TP Presseagentur Berlin dokumentiert Beitrag von Sputnik News.

Skandal in Berlin um pädophile Pflegeväter: „Vertuschen hat System“.

Der jüngste Skandal um den Berliner Senat, der in den Siebzigerjahren

wissentlich Pädophile als Pflegeväter für Straßenjungen eingesetzt hat,

zeigt, dass das Thema sexueller Kindesmissbrauch nach wie vor aktuell ist.

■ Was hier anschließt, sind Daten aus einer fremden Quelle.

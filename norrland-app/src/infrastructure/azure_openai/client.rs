use super::error::ProviderError;
use super::types::{ChatCompletionRequest, ChatCompletionResponse};
use crate::application::{ChatCompletionProvider, ProviderConnector};
use crate::config::{ConfigError, ProviderConfig, OPEN_AI_KEY};
use crate::domain::ChatCompletionPayload;
use async_trait::async_trait;
use reqwest::header::HeaderValue;
use url::Url;

const API_KEY_HEADER: &str = "api-key";

pub struct AzureOpenAiClient {
    http_client: reqwest::Client,
    endpoint: Url,
    api_key: HeaderValue,
    api_version: String,
}

impl AzureOpenAiClient {
    pub fn new(http_client: reqwest::Client, config: &ProviderConfig) -> Result<Self, ConfigError> {
        let mut api_key = HeaderValue::from_str(config.api_key.expose())
            .map_err(|_| ConfigError::InvalidCredential(OPEN_AI_KEY))?;
        api_key.set_sensitive(true);

        Ok(Self {
            http_client,
            endpoint: config.endpoint.clone(),
            api_key,
            api_version: config.api_version.clone(),
        })
    }

    pub fn completions_url(&self, deployment: &str) -> Url {
        let mut url = self.endpoint.clone();
        // The endpoint was checked to be a base URL when the config loaded.
        if let Ok(mut segments) = url.path_segments_mut() {
            segments
                .pop_if_empty()
                .extend(["openai", "deployments", deployment, "chat", "completions"]);
        }
        url.query_pairs_mut()
            .clear()
            .append_pair("api-version", &self.api_version);
        url
    }
}

#[async_trait]
impl ChatCompletionProvider for AzureOpenAiClient {
    async fn complete(
        &self,
        payload: &ChatCompletionPayload,
    ) -> Result<Option<String>, ProviderError> {
        let request = ChatCompletionRequest {
            messages: &payload.messages,
        };

        let response = self
            .http_client
            .post(self.completions_url(&payload.deployment))
            .header(API_KEY_HEADER, self.api_key.clone())
            .json(&request)
            .send()
            .await
            .map_err(|e| ProviderError::Transport(e.to_string()))?;

        if !response.status().is_success() {
            let status = response.status();
            let body = response.text().await.unwrap_or_default();
            tracing::warn!("Azure OpenAI error: {} - {}", status, body);
            return Err(ProviderError::from_error_body(status.as_u16(), &body));
        }

        let completion: ChatCompletionResponse = response
            .json()
            .await
            .map_err(|e| ProviderError::Decode(e.to_string()))?;

        completion
            .choices
            .into_iter()
            .next()
            .map(|choice| choice.message.content)
            .ok_or(ProviderError::EmptyChoices)
    }
}

/// Connects to Azure OpenAI, sharing one connection pool across invocations.
#[derive(Clone, Default)]
pub struct AzureConnector {
    http_client: reqwest::Client,
}

impl ProviderConnector for AzureConnector {
    type Provider = AzureOpenAiClient;

    fn connect(&self, config: &ProviderConfig) -> Result<AzureOpenAiClient, ConfigError> {
        AzureOpenAiClient::new(self.http_client.clone(), config)
    }
}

Einer umfassenden Aufklärung steht allerdings Desinteresse der Politik im

Wege.

Göttinger Wissenschaftler, die eine Verstrickung des Berliner Senats zu

Pädophilie-Aktivisten untersucht haben, fanden heraus, dass es auch eine

Verbindung zur Odenwaldschule gab. Der Senat finanzierte dort Schulplätze

für Kinder der Jugendhilfe. Die Wissenschaftler fordern nun den Senat zur

Nachforschung auf, ob die von ihm entsandten Jungen dort sexuell

missbraucht wurden.

„Das ist kein Thema der Vergangenheit“, sagt auch Christine Bergmann,

ehemalige Familienministerin und heute Mitglied in der Unabhängigen

Kommission zur Aufarbeitung sexuellen Kindesmissbrauchs. Die vor etwa einem

Jahr gegründete Kommission beschäftigt sich mit sämtlichen Formen von

sexuellem Kindesmissbrauch in der Bundesrepublik Deutschland und in der DDR.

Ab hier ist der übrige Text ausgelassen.